**Work task**
A single number is the whole answer: the tally of lines in the data below that include the word "MemoryStore".

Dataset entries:
- - -

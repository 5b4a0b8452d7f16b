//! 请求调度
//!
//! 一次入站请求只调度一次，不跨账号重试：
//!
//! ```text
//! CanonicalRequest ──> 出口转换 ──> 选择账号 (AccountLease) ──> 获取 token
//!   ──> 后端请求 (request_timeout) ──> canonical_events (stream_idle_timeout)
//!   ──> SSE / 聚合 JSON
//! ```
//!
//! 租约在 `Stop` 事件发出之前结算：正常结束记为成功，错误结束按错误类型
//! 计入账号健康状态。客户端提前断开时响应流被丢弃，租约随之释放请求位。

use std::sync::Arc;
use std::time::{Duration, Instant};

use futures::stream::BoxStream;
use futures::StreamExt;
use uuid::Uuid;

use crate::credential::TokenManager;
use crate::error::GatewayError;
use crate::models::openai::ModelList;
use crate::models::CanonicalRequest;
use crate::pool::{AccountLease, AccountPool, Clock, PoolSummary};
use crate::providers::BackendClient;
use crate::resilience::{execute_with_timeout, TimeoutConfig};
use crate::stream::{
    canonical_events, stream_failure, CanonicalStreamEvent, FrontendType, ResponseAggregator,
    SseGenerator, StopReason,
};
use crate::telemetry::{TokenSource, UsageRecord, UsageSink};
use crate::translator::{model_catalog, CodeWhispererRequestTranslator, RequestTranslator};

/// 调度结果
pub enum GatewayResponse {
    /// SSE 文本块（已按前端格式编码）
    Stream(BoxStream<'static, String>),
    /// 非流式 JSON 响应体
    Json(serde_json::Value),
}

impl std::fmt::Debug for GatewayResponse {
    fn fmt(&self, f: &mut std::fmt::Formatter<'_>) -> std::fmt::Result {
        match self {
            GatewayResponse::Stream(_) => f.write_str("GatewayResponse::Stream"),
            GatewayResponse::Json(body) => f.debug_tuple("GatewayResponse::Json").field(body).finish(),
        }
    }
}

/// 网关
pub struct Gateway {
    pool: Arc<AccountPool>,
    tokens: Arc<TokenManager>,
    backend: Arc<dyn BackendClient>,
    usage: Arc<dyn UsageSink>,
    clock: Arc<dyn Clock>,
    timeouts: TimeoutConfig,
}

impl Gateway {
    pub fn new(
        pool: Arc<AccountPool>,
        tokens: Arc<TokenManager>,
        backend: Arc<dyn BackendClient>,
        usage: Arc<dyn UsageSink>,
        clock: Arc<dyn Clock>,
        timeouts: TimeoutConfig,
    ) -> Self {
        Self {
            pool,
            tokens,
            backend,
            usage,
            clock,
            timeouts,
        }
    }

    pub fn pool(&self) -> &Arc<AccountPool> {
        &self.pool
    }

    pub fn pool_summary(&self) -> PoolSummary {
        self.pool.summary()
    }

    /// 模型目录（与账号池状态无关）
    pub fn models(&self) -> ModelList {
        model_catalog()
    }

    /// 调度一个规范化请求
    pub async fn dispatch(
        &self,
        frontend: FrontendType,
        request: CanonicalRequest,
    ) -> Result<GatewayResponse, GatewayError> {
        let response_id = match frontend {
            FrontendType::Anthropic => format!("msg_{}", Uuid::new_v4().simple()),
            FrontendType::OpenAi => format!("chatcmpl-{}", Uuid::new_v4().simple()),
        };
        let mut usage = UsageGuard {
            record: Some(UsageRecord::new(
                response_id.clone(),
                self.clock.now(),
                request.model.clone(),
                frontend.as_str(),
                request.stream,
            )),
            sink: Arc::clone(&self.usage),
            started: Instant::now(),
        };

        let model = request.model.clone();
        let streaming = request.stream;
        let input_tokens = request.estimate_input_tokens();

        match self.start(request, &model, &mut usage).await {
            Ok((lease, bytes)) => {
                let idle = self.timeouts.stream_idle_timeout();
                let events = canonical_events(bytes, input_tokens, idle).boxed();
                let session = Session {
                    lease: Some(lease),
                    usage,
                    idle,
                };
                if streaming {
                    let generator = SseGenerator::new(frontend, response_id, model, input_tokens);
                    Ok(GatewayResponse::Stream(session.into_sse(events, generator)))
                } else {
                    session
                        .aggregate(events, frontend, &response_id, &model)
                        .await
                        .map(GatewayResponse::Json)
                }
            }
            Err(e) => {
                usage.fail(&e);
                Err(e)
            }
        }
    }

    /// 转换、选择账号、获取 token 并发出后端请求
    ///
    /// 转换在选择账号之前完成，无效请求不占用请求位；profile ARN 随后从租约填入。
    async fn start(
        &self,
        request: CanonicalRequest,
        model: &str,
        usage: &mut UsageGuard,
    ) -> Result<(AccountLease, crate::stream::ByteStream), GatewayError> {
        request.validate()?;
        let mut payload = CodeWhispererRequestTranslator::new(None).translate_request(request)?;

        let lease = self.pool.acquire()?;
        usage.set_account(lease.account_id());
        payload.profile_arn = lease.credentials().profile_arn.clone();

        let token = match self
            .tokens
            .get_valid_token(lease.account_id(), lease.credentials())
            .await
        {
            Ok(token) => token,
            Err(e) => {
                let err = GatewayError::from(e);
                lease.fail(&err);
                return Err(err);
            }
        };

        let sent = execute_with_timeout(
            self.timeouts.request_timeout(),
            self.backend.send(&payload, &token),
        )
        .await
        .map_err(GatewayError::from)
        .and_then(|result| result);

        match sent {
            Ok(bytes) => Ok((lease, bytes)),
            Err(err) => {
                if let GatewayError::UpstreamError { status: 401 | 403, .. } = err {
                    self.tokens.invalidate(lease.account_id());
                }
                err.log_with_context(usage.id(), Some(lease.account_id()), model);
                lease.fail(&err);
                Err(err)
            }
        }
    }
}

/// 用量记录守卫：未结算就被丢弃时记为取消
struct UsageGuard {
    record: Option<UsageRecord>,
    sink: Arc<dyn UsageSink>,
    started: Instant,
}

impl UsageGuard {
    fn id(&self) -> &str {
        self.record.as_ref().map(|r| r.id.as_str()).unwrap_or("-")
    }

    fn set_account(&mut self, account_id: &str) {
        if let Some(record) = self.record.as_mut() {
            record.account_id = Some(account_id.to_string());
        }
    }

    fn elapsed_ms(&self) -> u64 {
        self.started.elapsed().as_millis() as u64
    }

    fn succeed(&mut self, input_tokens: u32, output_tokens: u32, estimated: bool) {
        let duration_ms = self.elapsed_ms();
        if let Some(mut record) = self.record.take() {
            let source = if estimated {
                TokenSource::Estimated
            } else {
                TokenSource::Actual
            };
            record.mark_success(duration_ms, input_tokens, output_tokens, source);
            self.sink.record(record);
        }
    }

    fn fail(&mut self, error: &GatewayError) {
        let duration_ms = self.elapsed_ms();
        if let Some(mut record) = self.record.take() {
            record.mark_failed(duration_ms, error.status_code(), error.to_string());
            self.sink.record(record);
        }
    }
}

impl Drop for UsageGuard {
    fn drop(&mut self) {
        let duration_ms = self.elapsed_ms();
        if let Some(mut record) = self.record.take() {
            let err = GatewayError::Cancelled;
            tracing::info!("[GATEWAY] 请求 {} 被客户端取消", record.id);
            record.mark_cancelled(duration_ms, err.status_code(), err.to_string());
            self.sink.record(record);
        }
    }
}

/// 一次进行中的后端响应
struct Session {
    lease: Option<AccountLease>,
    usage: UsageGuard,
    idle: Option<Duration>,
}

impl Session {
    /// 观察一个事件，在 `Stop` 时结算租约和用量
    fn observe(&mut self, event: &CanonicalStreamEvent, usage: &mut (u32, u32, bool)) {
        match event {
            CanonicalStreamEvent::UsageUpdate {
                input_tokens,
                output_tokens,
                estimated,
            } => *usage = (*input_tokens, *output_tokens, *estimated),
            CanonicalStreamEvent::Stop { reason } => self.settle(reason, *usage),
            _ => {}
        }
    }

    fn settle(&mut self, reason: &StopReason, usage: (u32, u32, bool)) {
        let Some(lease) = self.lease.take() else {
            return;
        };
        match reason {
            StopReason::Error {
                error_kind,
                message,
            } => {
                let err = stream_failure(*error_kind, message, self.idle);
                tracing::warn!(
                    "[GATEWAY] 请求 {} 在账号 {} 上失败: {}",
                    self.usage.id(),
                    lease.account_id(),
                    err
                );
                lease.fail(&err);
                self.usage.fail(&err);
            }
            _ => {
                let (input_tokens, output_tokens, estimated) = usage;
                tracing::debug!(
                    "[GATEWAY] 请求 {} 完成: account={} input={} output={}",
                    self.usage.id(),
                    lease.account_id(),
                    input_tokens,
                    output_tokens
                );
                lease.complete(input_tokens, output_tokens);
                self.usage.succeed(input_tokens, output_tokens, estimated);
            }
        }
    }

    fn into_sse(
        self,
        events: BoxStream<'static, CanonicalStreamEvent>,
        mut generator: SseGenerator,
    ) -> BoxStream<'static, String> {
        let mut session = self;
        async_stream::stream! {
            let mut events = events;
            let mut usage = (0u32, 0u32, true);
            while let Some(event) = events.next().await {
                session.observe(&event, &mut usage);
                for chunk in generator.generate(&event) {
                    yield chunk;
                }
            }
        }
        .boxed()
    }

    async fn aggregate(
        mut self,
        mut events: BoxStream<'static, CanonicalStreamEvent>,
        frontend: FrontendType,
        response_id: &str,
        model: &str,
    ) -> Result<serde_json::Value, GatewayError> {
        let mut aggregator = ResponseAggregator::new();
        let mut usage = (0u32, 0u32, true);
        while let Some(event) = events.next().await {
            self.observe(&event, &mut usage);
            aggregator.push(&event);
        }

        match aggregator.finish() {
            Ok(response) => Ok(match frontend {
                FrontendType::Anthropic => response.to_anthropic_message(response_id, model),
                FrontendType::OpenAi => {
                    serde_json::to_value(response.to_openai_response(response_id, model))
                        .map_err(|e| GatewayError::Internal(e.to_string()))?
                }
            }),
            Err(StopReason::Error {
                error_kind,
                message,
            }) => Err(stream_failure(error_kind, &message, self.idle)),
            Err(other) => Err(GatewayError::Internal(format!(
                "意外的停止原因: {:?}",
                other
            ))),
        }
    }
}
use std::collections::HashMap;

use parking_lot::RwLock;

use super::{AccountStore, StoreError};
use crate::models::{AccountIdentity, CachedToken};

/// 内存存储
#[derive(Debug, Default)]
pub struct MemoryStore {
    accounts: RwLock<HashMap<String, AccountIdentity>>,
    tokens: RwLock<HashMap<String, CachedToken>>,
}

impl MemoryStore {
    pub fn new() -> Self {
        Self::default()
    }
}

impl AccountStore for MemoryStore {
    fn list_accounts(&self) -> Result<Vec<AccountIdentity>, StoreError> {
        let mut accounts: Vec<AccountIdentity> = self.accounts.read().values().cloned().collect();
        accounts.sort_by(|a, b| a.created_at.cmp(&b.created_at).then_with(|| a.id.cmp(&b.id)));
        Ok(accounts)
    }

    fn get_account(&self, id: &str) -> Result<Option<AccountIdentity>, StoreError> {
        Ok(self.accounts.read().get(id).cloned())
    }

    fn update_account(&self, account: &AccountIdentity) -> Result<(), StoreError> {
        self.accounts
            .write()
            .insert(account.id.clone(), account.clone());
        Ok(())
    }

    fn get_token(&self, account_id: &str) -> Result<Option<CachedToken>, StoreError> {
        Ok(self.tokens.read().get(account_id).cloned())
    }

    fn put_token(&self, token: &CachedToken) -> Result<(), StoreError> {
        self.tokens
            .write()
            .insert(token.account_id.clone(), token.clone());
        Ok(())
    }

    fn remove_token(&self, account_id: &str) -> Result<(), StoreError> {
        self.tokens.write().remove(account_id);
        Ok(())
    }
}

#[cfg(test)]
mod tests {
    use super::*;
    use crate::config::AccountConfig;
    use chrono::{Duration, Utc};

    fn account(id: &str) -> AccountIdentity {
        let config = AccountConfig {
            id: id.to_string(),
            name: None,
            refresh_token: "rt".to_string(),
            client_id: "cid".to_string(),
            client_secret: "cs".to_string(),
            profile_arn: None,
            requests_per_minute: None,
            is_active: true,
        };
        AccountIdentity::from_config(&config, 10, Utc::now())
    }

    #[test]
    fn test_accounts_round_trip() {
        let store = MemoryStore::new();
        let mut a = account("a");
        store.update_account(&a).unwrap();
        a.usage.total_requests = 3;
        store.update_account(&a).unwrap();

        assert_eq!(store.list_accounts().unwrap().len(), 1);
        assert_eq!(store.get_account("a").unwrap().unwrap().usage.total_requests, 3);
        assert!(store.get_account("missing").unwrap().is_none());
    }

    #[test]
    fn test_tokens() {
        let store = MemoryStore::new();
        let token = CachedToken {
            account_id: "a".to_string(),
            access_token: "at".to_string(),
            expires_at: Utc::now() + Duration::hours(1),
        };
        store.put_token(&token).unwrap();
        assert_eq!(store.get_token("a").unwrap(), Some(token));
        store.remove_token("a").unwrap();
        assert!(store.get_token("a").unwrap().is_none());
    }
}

- - -

**Response**
5